● The problem
Each entry here is to be restated word for word.
### Record set ###
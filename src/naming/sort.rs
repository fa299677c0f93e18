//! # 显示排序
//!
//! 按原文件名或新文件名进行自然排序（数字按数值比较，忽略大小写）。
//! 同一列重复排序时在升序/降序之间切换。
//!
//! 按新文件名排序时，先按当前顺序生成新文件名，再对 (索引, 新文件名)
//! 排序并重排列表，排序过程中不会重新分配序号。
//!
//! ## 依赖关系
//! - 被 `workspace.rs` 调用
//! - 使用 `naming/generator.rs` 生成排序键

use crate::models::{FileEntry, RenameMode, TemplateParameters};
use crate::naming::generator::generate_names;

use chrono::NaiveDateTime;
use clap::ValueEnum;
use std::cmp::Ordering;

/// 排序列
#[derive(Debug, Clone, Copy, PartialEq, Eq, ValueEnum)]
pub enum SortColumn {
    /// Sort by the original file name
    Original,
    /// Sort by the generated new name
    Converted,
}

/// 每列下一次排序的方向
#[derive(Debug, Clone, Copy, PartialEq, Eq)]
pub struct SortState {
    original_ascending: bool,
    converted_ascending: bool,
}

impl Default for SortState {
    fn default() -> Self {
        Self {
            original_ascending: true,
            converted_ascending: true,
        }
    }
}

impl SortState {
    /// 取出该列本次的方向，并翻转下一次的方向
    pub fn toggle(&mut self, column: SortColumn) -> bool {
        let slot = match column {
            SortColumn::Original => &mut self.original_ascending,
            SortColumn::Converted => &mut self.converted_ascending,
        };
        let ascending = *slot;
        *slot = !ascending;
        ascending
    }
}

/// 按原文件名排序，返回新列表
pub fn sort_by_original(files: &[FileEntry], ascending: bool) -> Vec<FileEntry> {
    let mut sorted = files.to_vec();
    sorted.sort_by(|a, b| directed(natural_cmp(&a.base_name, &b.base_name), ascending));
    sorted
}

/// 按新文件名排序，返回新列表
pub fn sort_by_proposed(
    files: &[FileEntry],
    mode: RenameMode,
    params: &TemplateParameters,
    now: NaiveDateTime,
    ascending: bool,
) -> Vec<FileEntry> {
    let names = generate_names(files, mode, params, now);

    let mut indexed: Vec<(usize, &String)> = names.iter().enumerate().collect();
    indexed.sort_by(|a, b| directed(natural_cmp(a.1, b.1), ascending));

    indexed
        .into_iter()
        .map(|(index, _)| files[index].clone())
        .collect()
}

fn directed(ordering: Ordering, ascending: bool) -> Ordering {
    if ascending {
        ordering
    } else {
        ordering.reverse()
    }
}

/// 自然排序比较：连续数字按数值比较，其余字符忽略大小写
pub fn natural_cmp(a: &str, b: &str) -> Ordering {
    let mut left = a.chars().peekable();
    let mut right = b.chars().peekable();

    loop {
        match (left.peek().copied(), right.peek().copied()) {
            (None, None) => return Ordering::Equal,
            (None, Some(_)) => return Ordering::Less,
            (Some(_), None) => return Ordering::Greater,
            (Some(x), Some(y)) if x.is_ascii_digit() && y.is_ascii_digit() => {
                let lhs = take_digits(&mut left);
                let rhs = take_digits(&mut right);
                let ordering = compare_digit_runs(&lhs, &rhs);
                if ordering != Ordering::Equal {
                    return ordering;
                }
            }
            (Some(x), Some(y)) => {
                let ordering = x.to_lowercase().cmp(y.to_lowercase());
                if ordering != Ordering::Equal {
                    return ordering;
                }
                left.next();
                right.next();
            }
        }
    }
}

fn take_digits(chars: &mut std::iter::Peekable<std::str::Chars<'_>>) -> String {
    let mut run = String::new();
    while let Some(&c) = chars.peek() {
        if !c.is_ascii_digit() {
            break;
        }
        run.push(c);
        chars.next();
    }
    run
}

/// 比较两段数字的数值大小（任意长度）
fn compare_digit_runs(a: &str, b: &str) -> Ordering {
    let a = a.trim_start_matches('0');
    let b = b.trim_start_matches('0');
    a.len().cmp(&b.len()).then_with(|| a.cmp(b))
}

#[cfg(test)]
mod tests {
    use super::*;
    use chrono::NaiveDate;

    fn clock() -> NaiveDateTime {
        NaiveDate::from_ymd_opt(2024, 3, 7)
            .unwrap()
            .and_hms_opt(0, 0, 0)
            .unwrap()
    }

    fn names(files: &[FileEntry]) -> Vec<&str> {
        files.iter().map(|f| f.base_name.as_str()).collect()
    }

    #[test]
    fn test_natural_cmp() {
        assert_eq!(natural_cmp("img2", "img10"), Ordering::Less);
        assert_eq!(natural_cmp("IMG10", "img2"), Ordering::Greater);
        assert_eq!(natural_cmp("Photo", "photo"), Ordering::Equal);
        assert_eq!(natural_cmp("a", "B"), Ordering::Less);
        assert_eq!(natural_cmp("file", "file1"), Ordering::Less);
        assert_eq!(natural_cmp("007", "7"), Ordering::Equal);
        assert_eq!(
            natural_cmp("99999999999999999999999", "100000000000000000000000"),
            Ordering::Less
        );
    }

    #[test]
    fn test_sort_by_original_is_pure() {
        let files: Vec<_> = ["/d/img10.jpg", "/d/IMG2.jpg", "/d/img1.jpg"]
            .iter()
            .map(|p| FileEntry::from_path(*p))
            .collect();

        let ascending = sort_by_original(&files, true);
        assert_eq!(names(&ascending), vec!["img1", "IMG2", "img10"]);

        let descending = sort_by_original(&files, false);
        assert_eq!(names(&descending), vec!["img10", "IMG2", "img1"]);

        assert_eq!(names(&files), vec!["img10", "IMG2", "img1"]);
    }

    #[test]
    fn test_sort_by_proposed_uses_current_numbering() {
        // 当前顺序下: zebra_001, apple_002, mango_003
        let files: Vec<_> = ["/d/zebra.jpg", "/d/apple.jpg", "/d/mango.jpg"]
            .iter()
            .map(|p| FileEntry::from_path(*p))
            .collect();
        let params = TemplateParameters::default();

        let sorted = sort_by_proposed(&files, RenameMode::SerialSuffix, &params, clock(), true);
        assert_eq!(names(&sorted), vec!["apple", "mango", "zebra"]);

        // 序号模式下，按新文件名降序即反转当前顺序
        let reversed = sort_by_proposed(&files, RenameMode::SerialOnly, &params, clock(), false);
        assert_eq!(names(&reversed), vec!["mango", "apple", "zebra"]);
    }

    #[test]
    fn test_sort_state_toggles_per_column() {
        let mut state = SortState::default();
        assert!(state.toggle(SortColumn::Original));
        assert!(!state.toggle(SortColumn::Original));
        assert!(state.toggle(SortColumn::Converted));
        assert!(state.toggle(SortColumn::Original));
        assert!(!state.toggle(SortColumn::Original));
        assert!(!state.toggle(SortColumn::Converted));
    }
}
###
● Answer to this task
filename src/naming/sort.rs
repository fa299677c0f93e18
//! # 显示排序
//!
//! 按原文件名或新文件名进行自然排序（数字按数值比较，忽略大小写）。
//! 同一列重复排序时在升序/降序之间切换。
//!
//! 按新文件名排序时，先按当前顺序生成新文件名，再对 (索引, 新文件名)
//! 排序并重排列表，排序过程中不会重新分配序号。
//!
//! ## 依赖关系
//! - 被 `workspace.rs` 调用
//! - 使用 `naming/generator.rs` 生成排序键

use crate::models::{FileEntry, RenameMode, TemplateParameters};
use crate::naming::generator::generate_names;

use chrono::NaiveDateTime;
use clap::ValueEnum;
use std::cmp::Ordering;

/// 排序列
#[derive(Debug, Clone, Copy, PartialEq, Eq, ValueEnum)]
pub enum SortColumn {
    /// Sort by the original file name
    Original,
    /// Sort by the generated new name
    Converted,
}

/// 每列下一次排序的方向
#[derive(Debug, Clone, Copy, PartialEq, Eq)]
pub struct SortState {
    original_ascending: bool,
    converted_ascending: bool,
}

impl Default for SortState {
    fn default() -> Self {
        Self {
            original_ascending: true,
            converted_ascending: true,
        }
    }
}

impl SortState {
    /// 取出该列本次的方向，并翻转下一次的方向
    pub fn toggle(&mut self, column: SortColumn) -> bool {
        let slot = match column {
            SortColumn::Original => &mut self.original_ascending,
            SortColumn::Converted => &mut self.converted_ascending,
        };
        let ascending = *slot;
        *slot = !ascending;
        ascending
    }
}

/// 按原文件名排序，返回新列表
pub fn sort_by_original(files: &[FileEntry], ascending: bool) -> Vec<FileEntry> {
    let mut sorted = files.to_vec();
    sorted.sort_by(|a, b| directed(natural_cmp(&a.base_name, &b.base_name), ascending));
    sorted
}

/// 按新文件名排序，返回新列表
pub fn sort_by_proposed(
    files: &[FileEntry],
    mode: RenameMode,
    params: &TemplateParameters,
    now: NaiveDateTime,
    ascending: bool,
) -> Vec<FileEntry> {
    let names = generate_names(files, mode, params, now);

    let mut indexed: Vec<(usize, &String)> = names.iter().enumerate().collect();
    indexed.sort_by(|a, b| directed(natural_cmp(a.1, b.1), ascending));

    indexed
        .into_iter()
        .map(|(index, _)| files[index].clone())
        .collect()
}

fn directed(ordering: Ordering, ascending: bool) -> Ordering {
    if ascending {
        ordering
    } else {
        ordering.reverse()
    }
}

/// 自然排序比较：连续数字按数值比较，其余字符忽略大小写
pub fn natural_cmp(a: &str, b: &str) -> Ordering {
    let mut left = a.chars().peekable();
    let mut right = b.chars().peekable();

    loop {
        match (left.peek().copied(), right.peek().copied()) {
            (None, None) => return Ordering::Equal,
            (None, Some(_)) => return Ordering::Less,
            (Some(_), None) => return Ordering::Greater,
            (Some(x), Some(y)) if x.is_ascii_digit() && y.is_ascii_digit() => {
                let lhs = take_digits(&mut left);
                let rhs = take_digits(&mut right);
                let ordering = compare_digit_runs(&lhs, &rhs);
                if ordering != Ordering::Equal {
                    return ordering;
                }
            }
            (Some(x), Some(y)) => {
                let ordering = x.to_lowercase().cmp(y.to_lowercase());
                if ordering != Ordering::Equal {
                    return ordering;
                }
                left.next();
                right.next();
            }
        }
    }
}

fn take_digits(chars: &mut std::iter::Peekable<std::str::Chars<'_>>) -> String {
    let mut run = String::new();
    while let Some(&c) = chars.peek() {
        if !c.is_ascii_digit() {
            break;
        }
        run.push(c);
        chars.next();
    }
    run
}

/// 比较两段数字的数值大小（任意长度）
fn compare_digit_runs(a: &str, b: &str) -> Ordering {
    let a = a.trim_start_matches('0');
    let b = b.trim_start_matches('0');
    a.len().cmp(&b.len()).then_with(|| a.cmp(b))
}

#[cfg(test)]
mod tests {
    use super::*;
    use chrono::NaiveDate;

    fn clock() -> NaiveDateTime {
        NaiveDate::from_ymd_opt(2024, 3, 7)
            .unwrap()
            .and_hms_opt(0, 0, 0)
            .unwrap()
    }

    fn names(files: &[FileEntry]) -> Vec<&str> {
        files.iter().map(|f| f.base_name.as_str()).collect()
    }

    #[test]
    fn test_natural_cmp() {
        assert_eq!(natural_cmp("img2", "img10"), Ordering::Less);
        assert_eq!(natural_cmp("IMG10", "img2"), Ordering::Greater);
        assert_eq!(natural_cmp("Photo", "photo"), Ordering::Equal);
        assert_eq!(natural_cmp("a", "B"), Ordering::Less);
        assert_eq!(natural_cmp("file", "file1"), Ordering::Less);
        assert_eq!(natural_cmp("007", "7"), Ordering::Equal);
        assert_eq!(
            natural_cmp("99999999999999999999999", "100000000000000000000000"),
            Ordering::Less
        );
    }

    #[test]
    fn test_sort_by_original_is_pure() {
        let files: Vec<_> = ["/d/img10.jpg", "/d/IMG2.jpg", "/d/img1.jpg"]
            .iter()
            .map(|p| FileEntry::from_path(*p))
            .collect();

        let ascending = sort_by_original(&files, true);
        assert_eq!(names(&ascending), vec!["img1", "IMG2", "img10"]);

        let descending = sort_by_original(&files, false);
        assert_eq!(names(&descending), vec!["img10", "IMG2", "img1"]);

        assert_eq!(names(&files), vec!["img10", "IMG2", "img1"]);
    }

    #[test]
    fn test_sort_by_proposed_uses_current_numbering() {
        // 当前顺序下: zebra_001, apple_002, mango_003
        let files: Vec<_> = ["/d/zebra.jpg", "/d/apple.jpg", "/d/mango.jpg"]
            .iter()
            .map(|p| FileEntry::from_path(*p))
            .collect();
        let params = TemplateParameters::default();

        let sorted = sort_by_proposed(&files, RenameMode::SerialSuffix, &params, clock(), true);
        assert_eq!(names(&sorted), vec!["apple", "mango", "zebra"]);

        // 序号模式下，按新文件名降序即反转当前顺序
        let reversed = sort_by_proposed(&files, RenameMode::SerialOnly, &params, clock(), false);
        assert_eq!(names(&reversed), vec!["mango", "apple", "zebra"]);
    }

    #[test]
    fn test_sort_state_toggles_per_column() {
        let mut state = SortState::default();
        assert!(state.toggle(SortColumn::Original));
        assert!(!state.toggle(SortColumn::Original));
        assert!(state.toggle(SortColumn::Converted));
        assert!(state.toggle(SortColumn::Original));
        assert!(!state.toggle(SortColumn::Original));
        assert!(!state.toggle(SortColumn::Converted));
    }
}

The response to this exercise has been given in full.